* [Task brief] Write out, unaltered, each line from the top of the records below down to the line where "use crate::color::Rgb565;" appears, that line included.

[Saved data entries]
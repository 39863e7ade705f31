//! 引擎 → 机器人命令帧构建
//!
//! 每条命令编码为 `[tag: u8][payload…]`，载荷为大端字节序。
//! 音频帧（采样或静音）是时钟载体：机器人每消费一帧，播放时间
//! 前进 [`crate::SAMPLE_LENGTH_MS`] 毫秒。其余命令都锚定在最近
//! 一个音频帧的时间点上。

use bytes::BufMut;

use crate::ProtocolError;
use crate::color::Rgb565;
use crate::constants::{AUDIO_SAMPLES_PER_FRAME, BACKPACK_LED_COUNT};
use crate::ids::MessageTag;

/// 引擎 → 机器人命令
///
/// # 设计目的
///
/// `EngineToRobot` 是动画层与链路层之间的中间抽象：
/// - **层次解耦**：动画层不依赖具体传输（UDP/回环）
/// - **流控契约**：[`wire_size`](Self::wire_size) 与编码字节数严格一致，
///   流控层直接按它扣减预算
/// - **类型安全**：编译期保证载荷字段齐全，避免裸字节拼接错误
#[derive(Debug, Clone, PartialEq)]
pub enum EngineToRobot {
    /// 一帧音频采样（单声道 i16，800 点 ≈ 33ms）
    ///
    /// 采样数组装箱存放，避免把 1.6KB 压进枚举本体。
    AudioSample { samples: Box<[i16; AUDIO_SAMPLES_PER_FRAME]> },

    /// 一帧静音
    ///
    /// 零载荷，但与采样帧一样推进机器人的播放时钟。
    AudioSilence,

    /// 头部角度目标（在 `duration_ms` 内到达）
    HeadAngle { angle_deg: i8, duration_ms: u16 },

    /// 升降臂高度目标
    LiftHeight { height_mm: u8, duration_ms: u16 },

    /// 轮速与转弯曲率
    ///
    /// `curvature_radius_mm == i16::MAX` 表示直行，`0` 表示原地转。
    BodyMotion {
        speed_mmps: i16,
        curvature_radius_mm: i16,
        duration_ms: u16,
    },

    /// 背包灯颜色（5 灯，每灯 RGB565）
    BackpackLights { colors: [Rgb565; BACKPACK_LED_COUNT] },

    /// 面部图像（RLE 压缩，见 [`crate::face_rle`]）
    FaceImage { rle: Vec<u8> },

    /// 动画开始标记（携带播放 tag）
    StartOfAnimation { tag: u8 },

    /// 动画结束标记
    ///
    /// 流控按一帧音频计数（机器人侧按音频节拍消费）。
    EndOfAnimation,

    /// 立即中止当前动画并清空机器人侧缓冲
    AbortAnimation,
}

impl EngineToRobot {
    /// 消息 Tag
    pub fn tag(&self) -> MessageTag {
        match self {
            EngineToRobot::AudioSample { .. } => MessageTag::AudioSample,
            EngineToRobot::AudioSilence => MessageTag::AudioSilence,
            EngineToRobot::HeadAngle { .. } => MessageTag::HeadAngle,
            EngineToRobot::LiftHeight { .. } => MessageTag::LiftHeight,
            EngineToRobot::BodyMotion { .. } => MessageTag::BodyMotion,
            EngineToRobot::BackpackLights { .. } => MessageTag::BackpackLights,
            EngineToRobot::FaceImage { .. } => MessageTag::FaceImage,
            EngineToRobot::StartOfAnimation { .. } => MessageTag::StartOfAnimation,
            EngineToRobot::EndOfAnimation => MessageTag::EndOfAnimation,
            EngineToRobot::AbortAnimation => MessageTag::AbortAnimation,
        }
    }

    /// 该消息是否计入音频帧流控预算
    pub fn counts_as_audio_frame(&self) -> bool {
        self.tag().counts_as_audio_frame()
    }

    /// 编码后的字节数（含 tag 字节）
    ///
    /// 必须与 [`encode`](Self::encode) 的输出长度严格一致。
    pub fn wire_size(&self) -> usize {
        1 + match self {
            EngineToRobot::AudioSample { .. } => 2 * AUDIO_SAMPLES_PER_FRAME,
            EngineToRobot::AudioSilence => 0,
            EngineToRobot::HeadAngle { .. } => 3,
            EngineToRobot::LiftHeight { .. } => 3,
            EngineToRobot::BodyMotion { .. } => 6,
            EngineToRobot::BackpackLights { .. } => 2 * BACKPACK_LED_COUNT,
            EngineToRobot::FaceImage { rle } => 2 + rle.len(),
            EngineToRobot::StartOfAnimation { .. } => 1,
            EngineToRobot::EndOfAnimation => 0,
            EngineToRobot::AbortAnimation => 0,
        }
    }

    /// 编码为链路字节流
    pub fn encode(&self) -> Vec<u8> {
        let mut buf = Vec::with_capacity(self.wire_size());
        buf.put_u8(self.tag().into());

        match self {
            EngineToRobot::AudioSample { samples } => {
                for &s in samples.iter() {
                    buf.put_i16(s);
                }
            },
            EngineToRobot::AudioSilence => {},
            EngineToRobot::HeadAngle {
                angle_deg,
                duration_ms,
            } => {
                buf.put_i8(*angle_deg);
                buf.put_u16(*duration_ms);
            },
            EngineToRobot::LiftHeight {
                height_mm,
                duration_ms,
            } => {
                buf.put_u8(*height_mm);
                buf.put_u16(*duration_ms);
            },
            EngineToRobot::BodyMotion {
                speed_mmps,
                curvature_radius_mm,
                duration_ms,
            } => {
                buf.put_i16(*speed_mmps);
                buf.put_i16(*curvature_radius_mm);
                buf.put_u16(*duration_ms);
            },
            EngineToRobot::BackpackLights { colors } => {
                for color in colors {
                    buf.put_u16(color.raw());
                }
            },
            EngineToRobot::FaceImage { rle } => {
                buf.put_u16(rle.len() as u16);
                buf.put_slice(rle);
            },
            EngineToRobot::StartOfAnimation { tag } => {
                buf.put_u8(*tag);
            },
            EngineToRobot::EndOfAnimation => {},
            EngineToRobot::AbortAnimation => {},
        }

        debug_assert_eq!(buf.len(), self.wire_size());
        buf
    }

    /// 从链路字节流解码
    ///
    /// # Errors
    ///
    /// - 空帧 → `EmptyFrame`
    /// - 未知 Tag → `UnknownTag`
    /// - 载荷长度与 Tag 不符 → `InvalidLength`
    pub fn decode(data: &[u8]) -> Result<Self, ProtocolError> {
        let (&tag_byte, payload) = data.split_first().ok_or(ProtocolError::EmptyFrame)?;
        let tag =
            MessageTag::try_from(tag_byte).map_err(|_| ProtocolError::UnknownTag { tag: tag_byte })?;

        let expect_len = |expected: usize| -> Result<(), ProtocolError> {
            if payload.len() != expected {
                Err(ProtocolError::InvalidLength {
                    expected,
                    actual: payload.len(),
                })
            } else {
                Ok(())
            }
        };

        match tag {
            MessageTag::AudioSample => {
                expect_len(2 * AUDIO_SAMPLES_PER_FRAME)?;
                let mut samples = Box::new([0i16; AUDIO_SAMPLES_PER_FRAME]);
                for (i, chunk) in payload.chunks_exact(2).enumerate() {
                    samples[i] = i16::from_be_bytes([chunk[0], chunk[1]]);
                }
                Ok(EngineToRobot::AudioSample { samples })
            },
            MessageTag::AudioSilence => {
                expect_len(0)?;
                Ok(EngineToRobot::AudioSilence)
            },
            MessageTag::HeadAngle => {
                expect_len(3)?;
                Ok(EngineToRobot::HeadAngle {
                    angle_deg: payload[0] as i8,
                    duration_ms: u16::from_be_bytes([payload[1], payload[2]]),
                })
            },
            MessageTag::LiftHeight => {
                expect_len(3)?;
                Ok(EngineToRobot::LiftHeight {
                    height_mm: payload[0],
                    duration_ms: u16::from_be_bytes([payload[1], payload[2]]),
                })
            },
            MessageTag::BodyMotion => {
                expect_len(6)?;
                Ok(EngineToRobot::BodyMotion {
                    speed_mmps: i16::from_be_bytes([payload[0], payload[1]]),
                    curvature_radius_mm: i16::from_be_bytes([payload[2], payload[3]]),
                    duration_ms: u16::from_be_bytes([payload[4], payload[5]]),
                })
            },
            MessageTag::BackpackLights => {
                expect_len(2 * BACKPACK_LED_COUNT)?;
                let mut colors = [Rgb565::off(); BACKPACK_LED_COUNT];
                for (i, chunk) in payload.chunks_exact(2).enumerate() {
                    colors[i] = Rgb565::from(u16::from_be_bytes([chunk[0], chunk[1]]));
                }
                Ok(EngineToRobot::BackpackLights { colors })
            },
            MessageTag::FaceImage => {
                if payload.len() < 2 {
                    return Err(ProtocolError::InvalidLength {
                        expected: 2,
                        actual: payload.len(),
                    });
                }
                let rle_len = u16::from_be_bytes([payload[0], payload[1]]) as usize;
                expect_len(2 + rle_len)?;
                Ok(EngineToRobot::FaceImage {
                    rle: payload[2..].to_vec(),
                })
            },
            MessageTag::StartOfAnimation => {
                expect_len(1)?;
                Ok(EngineToRobot::StartOfAnimation { tag: payload[0] })
            },
            MessageTag::EndOfAnimation => {
                expect_len(0)?;
                Ok(EngineToRobot::EndOfAnimation)
            },
            MessageTag::AbortAnimation => {
                expect_len(0)?;
                Ok(EngineToRobot::AbortAnimation)
            },
            MessageTag::BufferStatus => Err(ProtocolError::UnknownTag { tag: tag_byte }),
        }
    }

    /// 构造一帧静音的便捷方法
    pub fn silence() -> Self {
        EngineToRobot::AudioSilence
    }
}

#[cfg(test)]
mod tests {
    use super::*;

    #[test]
    fn test_wire_size_matches_encode() {
        let messages = vec![
            EngineToRobot::AudioSample {
                samples: Box::new([0x1234; AUDIO_SAMPLES_PER_FRAME]),
            },
            EngineToRobot::AudioSilence,
            EngineToRobot::HeadAngle {
                angle_deg: -20,
                duration_ms: 200,
            },
            EngineToRobot::LiftHeight {
                height_mm: 45,
                duration_ms: 150,
            },
            EngineToRobot::BodyMotion {
                speed_mmps: -80,
                curvature_radius_mm: i16::MAX,
                duration_ms: 500,
            },
            EngineToRobot::BackpackLights {
                colors: [Rgb565::from_rgb8(255, 0, 0); BACKPACK_LED_COUNT],
            },
            EngineToRobot::FaceImage {
                rle: vec![255, 0, 255, 0, 255, 0, 255, 0, 4, 0],
            },
            EngineToRobot::StartOfAnimation { tag: 7 },
            EngineToRobot::EndOfAnimation,
            EngineToRobot::AbortAnimation,
        ];

        for msg in messages {
            let encoded = msg.encode();
            assert_eq!(encoded.len(), msg.wire_size(), "size mismatch for {:?}", msg.tag());
            let decoded = EngineToRobot::decode(&encoded).unwrap();
            assert_eq!(decoded, msg);
        }
    }

    #[test]
    fn test_decode_empty_frame() {
        assert!(matches!(
            EngineToRobot::decode(&[]),
            Err(ProtocolError::EmptyFrame)
        ));
    }

    #[test]
    fn test_decode_unknown_tag() {
        assert!(matches!(
            EngineToRobot::decode(&[0x7F]),
            Err(ProtocolError::UnknownTag { tag: 0x7F })
        ));
    }

    #[test]
    fn test_decode_truncated_payload() {
        // HeadAngle 需要 3 字节载荷
        let result = EngineToRobot::decode(&[MessageTag::HeadAngle.into(), 10]);
        assert!(matches!(
            result,
            Err(ProtocolError::InvalidLength {
                expected: 3,
                actual: 1
            })
        ));
    }

    #[test]
    fn test_decode_rejects_feedback_tag() {
        // BufferStatus 是机器人 → 引擎方向，不能按命令解码
        let result = EngineToRobot::decode(&[MessageTag::BufferStatus.into()]);
        assert!(result.is_err());
    }

    #[test]
    fn test_face_image_length_prefix() {
        let msg = EngineToRobot::FaceImage {
            rle: vec![1, 0xAA],
        };
        let encoded = msg.encode();
        assert_eq!(encoded[0], u8::from(MessageTag::FaceImage));
        assert_eq!(u16::from_be_bytes([encoded[1], encoded[2]]), 2);
    }

    #[test]
    fn test_silence_is_one_byte() {
        assert_eq!(EngineToRobot::silence().wire_size(), 1);
    }
}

* [Result of the task]
repository 39863e7ade705f31
//! 引擎 → 机器人命令帧构建
//!
//! 每条命令编码为 `[tag: u8][payload…]`，载荷为大端字节序。
//! 音频帧（采样或静音）是时钟载体：机器人每消费一帧，播放时间
//! 前进 [`crate::SAMPLE_LENGTH_MS`] 毫秒。其余命令都锚定在最近
//! 一个音频帧的时间点上。

use bytes::BufMut;

use crate::ProtocolError;
use crate::color::Rgb565;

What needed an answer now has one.